Here’s what I’ve learned this year:
- Don’t trust benchmarks. This applies to all areas, not just AI. We don’t use code agents the way benchmarks suggest, and most benchmarks don’t cover our actual use cases. Just test models in your real scenarios and see if they feel like a good copilot. Don’t base your decisions on benchmarks alone.
- Don’t believe in prompt engineering. Sure, prompt engineering can help sometimes, but mostly you shouldn’t obsess over it. Focus on your real business problem and context. If you find yourself spending more and more time tweaking prompts or forcing the model to do what you want, that model isn’t right for you. Find a better one.
Tips
GPT-5-Codex-High is the best vibe coding model (for now)
Three months ago, Claude Opus 4 was unbeatable. Then Opus 4.1 came out and was slightly better. But now, in September 2025, GPT-5-Codex with high reasoning is superior. The best part is you only need ChatGPT Plus at $20 to access the top coding model. With Claude, people can only use Sonnet 4 on the Pro plan at $17; to get access to Opus, you need at least the Max plan at $100.
MCP is still a lie
Three months later, MCP for coding is still a lie. People don’t really need MCP. Any MCP can just become a plain CLI or simple curl call, which LLMs have already mastered. Adding too many MCP servers is just a waste of context.
Use tools instead of configuring MCP servers in coding.
Use subscription-based pricing.
Subscription is the future. Code Agent is designed to be token-intensive. Just subscribe to the best model you want instead of paying per request or token. It makes no sense anymore. I especially can’t understand why anyone pays over $200, even $1000, for Cursor or APIs. By simply switching to subscription-based services, you achieve massive cost savings.

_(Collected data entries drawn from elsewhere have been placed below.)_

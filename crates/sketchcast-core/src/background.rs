//! Background layer: decoding, fitting and replacement policy.

use crate::shapes::ImageFormat;
use crate::upload::UploadError;
use base64::{Engine, engine::general_purpose::STANDARD};
use image::ImageReader;
use serde::{Deserialize, Serialize};
use std::io::Cursor;
use thiserror::Error;

/// Errors from installing a background.
#[derive(Debug, Error)]
pub enum BackgroundError {
    #[error(transparent)]
    Upload(#[from] UploadError),
    #[error("Empty media data")]
    Empty,
    #[error("Unsupported image format")]
    UnsupportedFormat,
    #[error("Failed to decode image: {0}")]
    Decode(String),
}

/// A decoded still ready to become the background.
#[derive(Debug, Clone, PartialEq)]
pub struct BitmapSource {
    pub format: ImageFormat,
    pub bytes: Vec<u8>,
    pub width: u32,
    pub height: u32,
}

impl BitmapSource {
    /// Decode encoded image bytes in full; the pixels are dropped, the dimensions kept.
    pub fn decode(bytes: Vec<u8>) -> Result<Self, BackgroundError> {
        if bytes.is_empty() {
            return Err(BackgroundError::Empty);
        }
        let format = ImageFormat::from_magic_bytes(&bytes).ok_or(BackgroundError::UnsupportedFormat)?;
        let decoded = ImageReader::new(Cursor::new(&bytes))
            .with_guessed_format()
            .map_err(|e| BackgroundError::Decode(e.to_string()))?
            .decode()
            .map_err(|e| BackgroundError::Decode(e.to_string()))?;
        let (width, height) = (decoded.width(), decoded.height());
        if width == 0 || height == 0 {
            return Err(BackgroundError::Decode("zero-sized image".to_string()));
        }
        Ok(Self {
            format,
            bytes,
            width,
            height,
        })
    }

    /// Build from a frame the shell already rasterized (e.g. the first frame of a video).
    pub fn from_frame(format: ImageFormat, bytes: Vec<u8>, width: u32, height: u32) -> Self {
        Self {
            format,
            bytes,
            width,
            height,
        }
    }
}

/// Largest surface a background may resize the canvas to.
#[derive(Debug, Clone, Copy, PartialEq)]
pub struct FitBounds {
    pub max_width: f64,
    pub max_height: f64,
}

impl FitBounds {
    /// Bounds from viewport fractions, capped at an absolute size.
    pub fn from_viewport(
        viewport_width: f64,
        viewport_height: f64,
        width_fraction: f64,
        height_fraction: f64,
        cap: (f64, f64),
    ) -> Self {
        Self {
            max_width: (viewport_width * width_fraction).min(cap.0),
            max_height: (viewport_height * height_fraction).min(cap.1),
        }
    }

    /// Scale `(width, height)` down to fit, keeping aspect ratio. Never scales up.
    pub fn fit(&self, width: u32, height: u32) -> (u32, u32) {
        let (w, h) = (width as f64, height as f64);
        if w <= self.max_width && h <= self.max_height {
            return (width, height);
        }
        let scale = (self.max_width / w).min(self.max_height / h);
        (
            ((w * scale).round() as u32).max(1),
            ((h * scale).round() as u32).max(1),
        )
    }
}

/// The single backdrop drawn beneath all scene objects.
#[derive(Debug, Clone, PartialEq, Serialize, Deserialize)]
pub struct BackgroundLayer {
    pub format: ImageFormat,
    pub data_base64: String,
    pub source_width: u32,
    pub source_height: u32,
    /// Size the background is drawn at; the render surface matches it.
    pub display_width: u32,
    pub display_height: u32,
}

impl BackgroundLayer {
    pub fn from_source(source: &BitmapSource, bounds: &FitBounds) -> Self {
        let (display_width, display_height) = bounds.fit(source.width, source.height);
        Self {
            format: source.format,
            data_base64: STANDARD.encode(&source.bytes),
            source_width: source.width,
            source_height: source.height,
            display_width,
            display_height,
        }
    }

    pub fn data_url(&self) -> String {
        format!("data:{};base64,{}", self.format.mime_type(), self.data_base64)
    }
}

/// What happens to existing objects when the background is replaced.
#[derive(Debug, Clone, Copy, PartialEq, Eq, Default, Serialize, Deserialize)]
pub enum BackgroundPolicy {
    /// Objects stay on top of the new background.
    #[default]
    Overlay,
    /// The scene is emptied before the new background is installed.
    ClearObjects,
}

#[cfg(test)]
mod tests {
    use super::*;

    fn png_bytes(width: u32, height: u32) -> Vec<u8> {
        let img = image::RgbaImage::new(width, height);
        let mut out = Cursor::new(Vec::new());
        img.write_to(&mut out, image::ImageFormat::Png).unwrap();
        out.into_inner()
    }

    #[test]
    fn test_decode_dimensions() {
        let source = BitmapSource::decode(png_bytes(12, 7)).unwrap();
        assert_eq!((source.width, source.height), (12, 7));
        assert_eq!(source.format, ImageFormat::Png);
    }

    #[test]
    fn test_decode_rejects_garbage() {
        assert!(matches!(BitmapSource::decode(Vec::new()), Err(BackgroundError::Empty)));
        assert!(matches!(
            BitmapSource::decode(vec![1, 2, 3, 4, 5]),
            Err(BackgroundError::UnsupportedFormat)
        ));
    }

    #[test]
    fn test_decode_rejects_truncated_image() {
        let mut bytes = png_bytes(64, 64);
        // Signature and header survive, pixel data does not.
        bytes.truncate(40);
        assert!(matches!(BitmapSource::decode(bytes), Err(BackgroundError::Decode(_))));
    }

    #[test]
    fn test_fit_scales_down_only() {
        let bounds = FitBounds::from_viewport(1000.0, 1000.0, 0.9, 0.7, (700.0, 500.0));
        assert_eq!(bounds.max_width, 700.0);
        assert_eq!(bounds.max_height, 500.0);
        assert_eq!(bounds.fit(1400, 700), (700, 350));
        assert_eq!(bounds.fit(400, 1000), (200, 500));
        assert_eq!(bounds.fit(300, 200), (300, 200));
    }

    #[test]
    fn test_fit_small_viewport() {
        let bounds = FitBounds::from_viewport(400.0, 300.0, 0.9, 0.7, (700.0, 500.0));
        assert_eq!(bounds.fit(720, 420), (360, 210));
    }
}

More and more subscription services are emerging. OpenAI lets ChatGPT users access Codex, and Cerebras has announced Cerebras Code with a similar pricing strategy. GLM also have their own plans. It’s not hard to predict that Google will soon join this battle and let Workspace users access Gemini.
Stop paying for tokens. Use subscription now. By the way, don’t pay yearly. Stick to monthly. Always stay ready to switch to a better option.
Hope you're enjoying the coding vibes: create more, hype less.